▶ _TASK TO CARRY OUT_:
Write out the full listing exactly.

Segment Start: DATA EXCERPT

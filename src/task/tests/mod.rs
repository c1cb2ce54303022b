mod harness;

Segment End: DATA EXCERPT

▶ _SOLUTION TO THE EXERCISE_:
filename src/task/tests/mod.rs
repository c1cb2ce54303022b
mod harness;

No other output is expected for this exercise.